My initial account had to be lower case (so kd7dk). I then fixed that to my standard HamWAN KD7DK account:

  1. useradd -G hamadmin -m -c “Doug Kingston” KD7DK
  2. cd /home/KD7DK
  3. cp -pr /home/kd7dk/.ssh /home/KD7DK/.ssh
  4. chown -R KD7DK:KD7DK /home/KD7DK/.ssh
  5. chsh -s /bin/bash KD7DK
  6. userdel -r kd7dk

Note: at this point I believe our ansible automation is capable of creating all the other netop accounts.

Add Management LAN interface

Plumb the management LAN to an interface.

Install FRR (OSPF Routing)

Add routing for net 10.44.0.0/16 via mgmt LAN router. We need this to handle routing to both public and management networks without routing between them and maintaining some redundancy that we would lose with a default route. Key changes are in frr.conf and daemons to support running 2 OSPF instances.

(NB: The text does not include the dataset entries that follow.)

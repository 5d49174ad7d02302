//! Closed registry of JWS signature algorithms (RFC 7518 `alg` / `kty`).

// self
use crate::_prelude::*;

/// Signature algorithms known to the token builder and key-set lookups.
///
/// Each variant maps to exactly one key type, so lookups by wire value or by key type yield at
/// most one match.
#[derive(Clone, Copy, Debug, Default, PartialEq, Eq, Hash, Serialize, Deserialize)]
#[serde(try_from = "String", into = "&'static str")]
pub enum SignatureAlgorithm {
	/// RSASSA-PKCS1-v1_5 using SHA-256.
	#[default]
	Rs256,
	/// ECDSA using P-256 and SHA-256.
	Es256,
}
impl SignatureAlgorithm {
	/// Every variant, in declaration order.
	pub const ALL: [SignatureAlgorithm; 2] = [SignatureAlgorithm::Rs256, SignatureAlgorithm::Es256];

	/// JWK `kty` value of keys usable with this algorithm.
	pub const fn key_type(self) -> &'static str {
		match self {
			SignatureAlgorithm::Rs256 => "RSA",
			SignatureAlgorithm::Es256 => "EC",
		}
	}

	/// Value used in the JWT `alg` header and key-set lookups.
	pub const fn value(self) -> &'static str {
		match self {
			SignatureAlgorithm::Rs256 => "RS256",
			SignatureAlgorithm::Es256 => "ES256",
		}
	}

	/// Name of the underlying signature primitive.
	pub const fn native_signature(self) -> &'static str {
		match self {
			SignatureAlgorithm::Rs256 => "SHA256withRSA",
			SignatureAlgorithm::Es256 => "SHA256withECDSA",
		}
	}

	/// Looks up the variant whose wire value equals `value`.
	pub fn from_value(value: &str) -> Option<Self> {
		Self::ALL.into_iter().find(|alg| alg.value() == value)
	}

	/// Looks up the variant whose key type equals `key_type`.
	pub fn from_key_type(key_type: &str) -> Option<Self> {
		Self::ALL.into_iter().find(|alg| alg.key_type() == key_type)
	}
}
impl Display for SignatureAlgorithm {
	fn fmt(&self, f: &mut Formatter) -> FmtResult {
		f.write_str(self.value())
	}
}
impl From<SignatureAlgorithm> for &'static str {
	fn from(value: SignatureAlgorithm) -> Self {
		value.value()
	}
}
impl TryFrom<String> for SignatureAlgorithm {
	type Error = UnknownAlgorithm;

	fn try_from(value: String) -> Result<Self, Self::Error> {
		value.parse()
	}
}
impl FromStr for SignatureAlgorithm {
	type Err = UnknownAlgorithm;

	fn from_str(s: &str) -> Result<Self, Self::Err> {
		Self::from_value(s).ok_or_else(|| UnknownAlgorithm(s.to_owned()))
	}
}

/// Returned when parsing a wire value outside the registry.
#[derive(Clone, Debug, PartialEq, Eq, ThisError)]
#[error("Signature algorithm `{0}` is not supported.")]
pub struct UnknownAlgorithm(pub String);

#[cfg(test)]
mod tests {
	// self
	use super::*;

	#[test]
	fn lookups_find_registered_variants() {
		assert_eq!(SignatureAlgorithm::from_value("RS256"), Some(SignatureAlgorithm::Rs256));
		assert_eq!(SignatureAlgorithm::from_value("ES256"), Some(SignatureAlgorithm::Es256));
		assert_eq!(SignatureAlgorithm::from_key_type("RSA"), Some(SignatureAlgorithm::Rs256));
		assert_eq!(SignatureAlgorithm::from_key_type("EC"), Some(SignatureAlgorithm::Es256));
	}

	#[test]
	fn unknown_values_return_none() {
		for value in ["", "rs256", "RS384", "HS256", "none", "RSA"] {
			assert_eq!(SignatureAlgorithm::from_value(value), None, "{value} must not resolve.");
		}

		assert_eq!(SignatureAlgorithm::from_key_type("oct"), None);
		assert!("PS256".parse::<SignatureAlgorithm>().is_err());
	}

	#[test]
	fn wire_values_and_key_types_are_unique() {
		for alg in SignatureAlgorithm::ALL {
			let by_value =
				SignatureAlgorithm::ALL.iter().filter(|other| other.value() == alg.value()).count();
			let by_type = SignatureAlgorithm::ALL
				.iter()
				.filter(|other| other.key_type() == alg.key_type())
				.count();

			assert_eq!(by_value, 1);
			assert_eq!(by_type, 1);
		}
	}

	#[test]
	fn serde_uses_wire_values() {
		assert_eq!(
			serde_json::to_string(&SignatureAlgorithm::Rs256).expect("Algorithm should serialize."),
			"\"RS256\""
		);
		assert_eq!(
			serde_json::from_str::<SignatureAlgorithm>("\"ES256\"")
				.expect("Algorithm should deserialize."),
			SignatureAlgorithm::Es256
		);
	}
}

# default to using syslog. /etc/rsyslog.d/45-frr.conf places the log in
# /var/log/frr/frr.log
#
# Note:
# FRR's configuration shell, vtysh, dynamically edits the live, in-memory
# configuration while FRR is running. When instructed, vtysh will persist the
# live configuration to this file, overwriting its contents. If you want to
# avoid this, you can edit this file manually before starting FRR, or instruct
# vtysh to write configuration to a different file.
log syslog informational

frr defaults traditional
password <PASSWORD>
enable password <PASSWORD>
log file /var/log/frr/frr.log

interface ens18
 ip ospf 1 area 0
 ip ospf authentication message-digest
 ip ospf message-digest-key 1 md5 <OSPF_PASSWORD>
 ip ospf priority 10

interface ens19
 ip ospf 2 area 0
 ip ospf priority 10

interface lo

router ospf 1
 ospf router-id 44.25.67.58
 redistribute connected
 distribute-list AMPR out connected
 network 44.25.67.0/26 area 0
 network 44.25.0.0/23 area 0
 area 0 authentication message-digest

router ospf 2
 ospf router-id 10.44.4.8
 redistribute connected
 distribute-list MGMT out connected
 network 10.44.4.0/24 area 0
 network 10.44.200.0/23 area 0

access-list AMPR permit 44.0.0.0/9
access-list AMPR permit 44.128.0.0/10
access-list MGMT permit 10.44.0.0/16

Install Zabbix

Install git.

apt install git

install Docker according to https://docs.docker.com/engine/install/debian/ from https://github.com/zabbix/zabbix-docker/tree/7.2 Follow model docker-compose_v3_ubuntu_mysql_latest.yaml

Add the following to /etc/fstab: /dev/mapper/monitoring–data–vg-data /data ext4 defaults 0 2 followed by: systemctl daemon-reload

If necessary, mount /data.

\# install mysql (via mariadb fork)
apt install mariadb-server
systemctl stop mariadb
mkdir /data/mysql
chown mysql:mysql /data/mysql

Edit /etc/mysql/mariadb.conf.d/50-server.cnf datadir = /data/mysql innodb_buffer_pool_size = 8G

Add empty database to myql, grant access to ‘zabbix’ with a password.

mysql << DONE
create database zabbix;
grant all privileges on \*.\* to 'zabbix'@'localhost' identified by 'some-password';
DONE

Create a user to run zabbix containers useradd -m -c “Zabbix Monitoring” zabbix

apt install tcpdump mg locate updatedb # (re)build the locate database

# in the container zabbix-server chmod u+s /usr/bin/fping

# Install zabbix-agent Debian package (here and on other Linux servers) apt install zabbix-agent

# then configure /etc/zabbix/zabbix_agentd.conf

Server=172.16.241.0/24
ServerActive=172.16.241.3:10051
Hostname=monitoring.ziply.hamwan.net

This uses the zabbix container addresses.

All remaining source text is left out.